EXERCISE> Reproduce the section of the listing that begins at the line containing "to revoke from" and finishes at the line containing "Current trusted validator signer address". Include both end lines and nothing beyond them.

DATA SHOWN>
===============

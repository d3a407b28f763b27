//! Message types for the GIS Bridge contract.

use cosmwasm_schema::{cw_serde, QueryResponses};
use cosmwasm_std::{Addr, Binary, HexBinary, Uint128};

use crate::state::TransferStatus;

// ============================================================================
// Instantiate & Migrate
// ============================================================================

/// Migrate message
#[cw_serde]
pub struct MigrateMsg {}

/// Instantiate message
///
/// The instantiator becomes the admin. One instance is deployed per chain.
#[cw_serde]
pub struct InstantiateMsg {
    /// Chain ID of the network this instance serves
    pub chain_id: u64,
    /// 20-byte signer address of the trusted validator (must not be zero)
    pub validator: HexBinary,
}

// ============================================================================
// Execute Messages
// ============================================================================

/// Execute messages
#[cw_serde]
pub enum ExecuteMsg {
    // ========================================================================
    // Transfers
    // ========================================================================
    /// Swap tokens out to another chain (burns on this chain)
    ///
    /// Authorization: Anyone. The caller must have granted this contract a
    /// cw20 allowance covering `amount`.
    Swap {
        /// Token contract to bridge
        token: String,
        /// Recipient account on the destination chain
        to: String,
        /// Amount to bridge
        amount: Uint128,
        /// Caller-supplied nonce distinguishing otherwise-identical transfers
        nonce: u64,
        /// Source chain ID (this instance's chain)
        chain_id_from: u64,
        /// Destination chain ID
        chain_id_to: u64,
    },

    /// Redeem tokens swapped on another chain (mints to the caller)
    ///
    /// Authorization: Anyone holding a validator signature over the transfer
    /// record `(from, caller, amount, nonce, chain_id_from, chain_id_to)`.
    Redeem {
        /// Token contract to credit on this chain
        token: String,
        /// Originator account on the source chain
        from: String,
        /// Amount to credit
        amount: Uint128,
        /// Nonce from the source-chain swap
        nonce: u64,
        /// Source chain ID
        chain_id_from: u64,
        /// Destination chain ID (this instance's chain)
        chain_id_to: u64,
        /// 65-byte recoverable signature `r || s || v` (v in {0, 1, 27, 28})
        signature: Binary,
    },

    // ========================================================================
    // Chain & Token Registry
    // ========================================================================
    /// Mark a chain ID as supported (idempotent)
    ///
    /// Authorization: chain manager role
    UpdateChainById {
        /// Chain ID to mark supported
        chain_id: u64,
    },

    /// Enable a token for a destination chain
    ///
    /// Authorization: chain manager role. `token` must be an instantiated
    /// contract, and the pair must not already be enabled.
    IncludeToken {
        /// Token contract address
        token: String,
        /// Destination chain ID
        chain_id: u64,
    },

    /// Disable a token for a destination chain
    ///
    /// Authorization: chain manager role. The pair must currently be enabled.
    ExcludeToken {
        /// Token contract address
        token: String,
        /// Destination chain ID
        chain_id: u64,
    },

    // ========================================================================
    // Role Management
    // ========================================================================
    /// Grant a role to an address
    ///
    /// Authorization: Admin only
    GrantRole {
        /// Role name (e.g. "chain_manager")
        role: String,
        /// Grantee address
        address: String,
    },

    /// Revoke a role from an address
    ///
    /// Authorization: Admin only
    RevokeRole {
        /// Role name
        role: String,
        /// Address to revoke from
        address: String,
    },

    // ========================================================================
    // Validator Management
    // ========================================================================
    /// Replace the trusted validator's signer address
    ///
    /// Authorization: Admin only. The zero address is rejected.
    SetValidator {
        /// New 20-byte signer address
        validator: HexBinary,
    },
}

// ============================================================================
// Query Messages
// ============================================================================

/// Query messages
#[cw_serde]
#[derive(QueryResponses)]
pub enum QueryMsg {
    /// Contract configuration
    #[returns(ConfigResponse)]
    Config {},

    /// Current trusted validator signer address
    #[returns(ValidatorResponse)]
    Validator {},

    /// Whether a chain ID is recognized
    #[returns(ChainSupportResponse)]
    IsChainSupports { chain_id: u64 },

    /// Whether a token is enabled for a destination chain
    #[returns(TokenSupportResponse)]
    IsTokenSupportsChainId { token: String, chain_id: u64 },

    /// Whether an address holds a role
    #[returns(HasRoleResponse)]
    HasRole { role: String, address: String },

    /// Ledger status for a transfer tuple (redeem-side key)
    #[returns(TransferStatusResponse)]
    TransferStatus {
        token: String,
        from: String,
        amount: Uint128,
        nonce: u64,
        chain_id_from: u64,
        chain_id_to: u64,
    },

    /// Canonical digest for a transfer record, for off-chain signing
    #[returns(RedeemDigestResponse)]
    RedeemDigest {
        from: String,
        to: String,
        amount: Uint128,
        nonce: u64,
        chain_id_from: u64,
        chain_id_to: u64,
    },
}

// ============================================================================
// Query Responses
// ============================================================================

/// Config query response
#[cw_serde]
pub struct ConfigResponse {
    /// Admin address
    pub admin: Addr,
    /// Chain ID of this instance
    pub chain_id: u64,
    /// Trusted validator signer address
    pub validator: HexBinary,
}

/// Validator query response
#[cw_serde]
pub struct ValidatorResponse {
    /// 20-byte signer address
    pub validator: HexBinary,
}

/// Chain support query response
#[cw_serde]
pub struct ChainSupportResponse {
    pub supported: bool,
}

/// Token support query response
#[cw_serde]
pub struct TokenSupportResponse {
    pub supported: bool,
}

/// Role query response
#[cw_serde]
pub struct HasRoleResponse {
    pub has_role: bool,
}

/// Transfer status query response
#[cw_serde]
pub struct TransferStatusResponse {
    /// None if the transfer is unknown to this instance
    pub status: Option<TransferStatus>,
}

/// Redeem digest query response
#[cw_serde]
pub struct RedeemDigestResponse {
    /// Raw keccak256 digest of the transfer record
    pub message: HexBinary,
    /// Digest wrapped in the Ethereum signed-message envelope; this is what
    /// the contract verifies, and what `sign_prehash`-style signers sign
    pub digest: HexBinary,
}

===============

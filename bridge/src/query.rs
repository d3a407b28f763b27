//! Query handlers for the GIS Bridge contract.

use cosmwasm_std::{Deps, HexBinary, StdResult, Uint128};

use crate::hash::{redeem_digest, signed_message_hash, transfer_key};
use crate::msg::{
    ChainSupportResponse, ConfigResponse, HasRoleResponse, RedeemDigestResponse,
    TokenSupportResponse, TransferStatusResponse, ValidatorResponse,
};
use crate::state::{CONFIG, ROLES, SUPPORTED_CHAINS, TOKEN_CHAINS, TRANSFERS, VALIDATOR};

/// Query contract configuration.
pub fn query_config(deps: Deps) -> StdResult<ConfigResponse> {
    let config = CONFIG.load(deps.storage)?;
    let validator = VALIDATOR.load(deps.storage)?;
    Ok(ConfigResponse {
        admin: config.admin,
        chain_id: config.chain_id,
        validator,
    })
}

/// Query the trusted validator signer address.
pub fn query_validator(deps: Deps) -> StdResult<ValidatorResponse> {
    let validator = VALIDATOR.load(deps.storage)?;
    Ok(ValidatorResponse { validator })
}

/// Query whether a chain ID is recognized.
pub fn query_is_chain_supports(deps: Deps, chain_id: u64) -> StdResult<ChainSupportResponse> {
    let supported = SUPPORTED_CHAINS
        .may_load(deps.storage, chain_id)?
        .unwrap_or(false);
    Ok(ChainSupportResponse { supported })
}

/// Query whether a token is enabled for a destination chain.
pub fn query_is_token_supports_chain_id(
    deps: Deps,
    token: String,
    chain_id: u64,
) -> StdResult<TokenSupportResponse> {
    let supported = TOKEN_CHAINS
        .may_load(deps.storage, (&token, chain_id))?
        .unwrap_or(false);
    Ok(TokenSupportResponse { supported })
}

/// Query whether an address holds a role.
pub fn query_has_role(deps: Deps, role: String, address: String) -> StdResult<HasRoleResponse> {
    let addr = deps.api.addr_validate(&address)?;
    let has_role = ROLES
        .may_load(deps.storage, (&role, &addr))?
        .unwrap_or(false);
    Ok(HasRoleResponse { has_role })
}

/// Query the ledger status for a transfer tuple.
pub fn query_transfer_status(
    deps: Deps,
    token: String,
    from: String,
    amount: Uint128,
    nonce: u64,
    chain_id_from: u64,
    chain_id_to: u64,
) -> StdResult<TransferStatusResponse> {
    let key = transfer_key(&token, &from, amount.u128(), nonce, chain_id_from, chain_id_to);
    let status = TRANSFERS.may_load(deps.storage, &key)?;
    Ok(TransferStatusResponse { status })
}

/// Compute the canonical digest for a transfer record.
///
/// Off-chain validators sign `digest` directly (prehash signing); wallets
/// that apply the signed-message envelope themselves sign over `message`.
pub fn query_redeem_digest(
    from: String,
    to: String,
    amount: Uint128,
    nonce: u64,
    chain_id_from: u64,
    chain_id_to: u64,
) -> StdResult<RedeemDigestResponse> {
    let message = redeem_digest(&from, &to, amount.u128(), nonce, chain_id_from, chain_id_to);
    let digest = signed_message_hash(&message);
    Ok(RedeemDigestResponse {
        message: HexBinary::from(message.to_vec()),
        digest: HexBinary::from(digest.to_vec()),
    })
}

===============

SOLVED EXERCISE>
        /// Address to revoke from
        address: String,
    },

    // ========================================================================
    // Validator Management
    // ========================================================================
    /// Replace the trusted validator's signer address
    ///
    /// Authorization: Admin only. The zero address is rejected.
    SetValidator {
        /// New 20-byte signer address
        validator: HexBinary,
    },
}

// ============================================================================
// Query Messages
// ============================================================================

/// Query messages
#[cw_serde]
#[derive(QueryResponses)]
pub enum QueryMsg {
    /// Contract configuration
    #[returns(ConfigResponse)]
    Config {},

    /// Current trusted validator signer address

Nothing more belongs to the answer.